Developmental plasticity of hermaphrodite sperm production across environments in Caenorhabditis elegans

Many organisms show flexible resource allocation to adjust for optimal reproductive investment across different environments. How such reproductive plasticity occurs in hermaphroditic organisms—allocating resources to both oocytes and sperm—are central questions of sex allocation research. Self-fertilizing hermaphrodites of the androdioecious nematode Caenorhabditis elegans exhibit a sequential transition from spermatogenesis to oogenesis, so the extent of self-sperm production determines both fertilization onset and lifetime reproductive potential under selfing. Despite this key role, it remains largely unclear whether such sequential hermaphrodites flexibly adjust sperm production to optimize self-fertilization across different environments. Here we directly quantified plasticity in C. elegans hermaphrodite self-sperm production in diverse experimental environments. We found that: (a) Sperm production was developmentally plastic, but such changes did not consistently translate into changes in self-progeny number, suggesting C. elegans self-fecundity is often oocyte-limited rather than sperm-limited; (b) Contrary to expectations, plastically increased sperm production did not delay the onset of fertilization across various environments; (c) Subtle environmental challenges, such as mild dietary restriction, did not affect sperm production but had a significant impact on developmental time, age at reproductive maturity, and germline proliferation.

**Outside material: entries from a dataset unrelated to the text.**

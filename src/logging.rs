//! Console + file logging with daily rotation and retention cleanup.

use std::fs;
use std::io;
use std::path::Path;
use std::sync::Arc;

use chrono::Local;
use tracing_subscriber::{fmt, prelude::*, EnvFilter};

/// Initialize logging with both console and file output.
///
/// `log` macros used across the crate are bridged to `tracing` so both
/// layers see everything.
pub fn init_logging(
    log_dir: &Path,
    retention_days: u64,
    verbose: bool,
    level_override: Option<&str>,
) -> Result<(), Box<dyn std::error::Error>> {
    fs::create_dir_all(log_dir)?;
    clean_old_logs(log_dir, retention_days)?;

    let file_appender = tracing_appender::rolling::daily(log_dir, "tablo-proxy.log");
    let (non_blocking, guard) = tracing_appender::non_blocking(file_appender);

    // Keep the writer guard alive for the program lifetime.
    let _ = Box::leak(Box::new(Arc::new(guard)));

    let default_level = if verbose { "debug" } else { "info" };
    let env_filter = match level_override {
        Some(level) => EnvFilter::new(level),
        None => EnvFilter::try_from_default_env()
            .unwrap_or_else(|_| EnvFilter::new(default_level)),
    };

    let subscriber = tracing_subscriber::registry()
        .with(env_filter)
        .with(
            fmt::layer()
                .with_writer(io::stdout)
                .with_target(true)
                .with_level(true)
                .with_thread_ids(false)
                .with_file(false)
                .with_line_number(false)
                .with_timer(LocalTimeTimer),
        )
        .with(
            fmt::layer()
                .with_writer(non_blocking)
                .with_target(true)
                .with_level(true)
                .with_thread_ids(true)
                .with_file(true)
                .with_line_number(true)
                .with_ansi(false)
                .with_timer(LocalTimeTimer),
        );

    tracing::subscriber::set_global_default(subscriber)
        .map_err(|e| format!("Failed to set default subscriber: {}", e))?;

    tracing_log::LogTracer::init()
        .map_err(|e| format!("Failed to initialize LogTracer: {}", e))?;

    Ok(())
}

/// Remove log files older than the retention window.
fn clean_old_logs(log_dir: &Path, retention_days: u64) -> io::Result<()> {
    if !log_dir.exists() {
        return Ok(());
    }

    let cutoff = Local::now() - chrono::Duration::days(retention_days as i64);

    for entry in fs::read_dir(log_dir)? {
        let entry = entry?;
        let path = entry.path();
        if !path.is_file() {
            continue;
        }

        let is_ours = path
            .file_name()
            .and_then(|n| n.to_str())
            .map(|n| n.contains("tablo-proxy.log"))
            .unwrap_or(false);
        if !is_ours {
            continue;
        }

        if let Ok(metadata) = entry.metadata() {
            if let Ok(modified) = metadata.modified() {
                let modified: chrono::DateTime<Local> = modified.into();
                if modified < cutoff {
                    if let Err(e) = fs::remove_file(&path) {
                        eprintln!("Failed to remove old log file {:?}: {}", path, e);
                    }
                }
            }
        }
    }

    Ok(())
}

/// Local-time timestamps for log lines.
#[derive(Debug, Clone, Copy)]
struct LocalTimeTimer;

impl fmt::time::FormatTime for LocalTimeTimer {
    fn format_time(&self, w: &mut fmt::format::Writer) -> std::fmt::Result {
        write!(w, "{}", Local::now().format("%Y-%m-%dT%H:%M:%S%.6f"))
    }
}

/// Map the gateway log level onto ffmpeg's `-loglevel` scale.
pub fn ffmpeg_log_level(verbose: bool, level_override: Option<&str>) -> &'static str {
    match level_override {
        Some("debug") => "debug",
        Some("warn") => "warning",
        Some("error") => "panic",
        Some("info") => "info",
        _ if verbose => "debug",
        _ => "error",
    }
}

This emphasizes the relative environmental insensitivity of sperm production compared to other reproductive traits in hermaphrodites. (d) Plasticity in sperm and germline traits varied by genetic background, with notable differences between the laboratory strain N2 and wild strains. These findings contribute to our understanding of reproductive plasticity in C. elegans and the developmental plasticity of sex allocation in sequential hermaphrodites.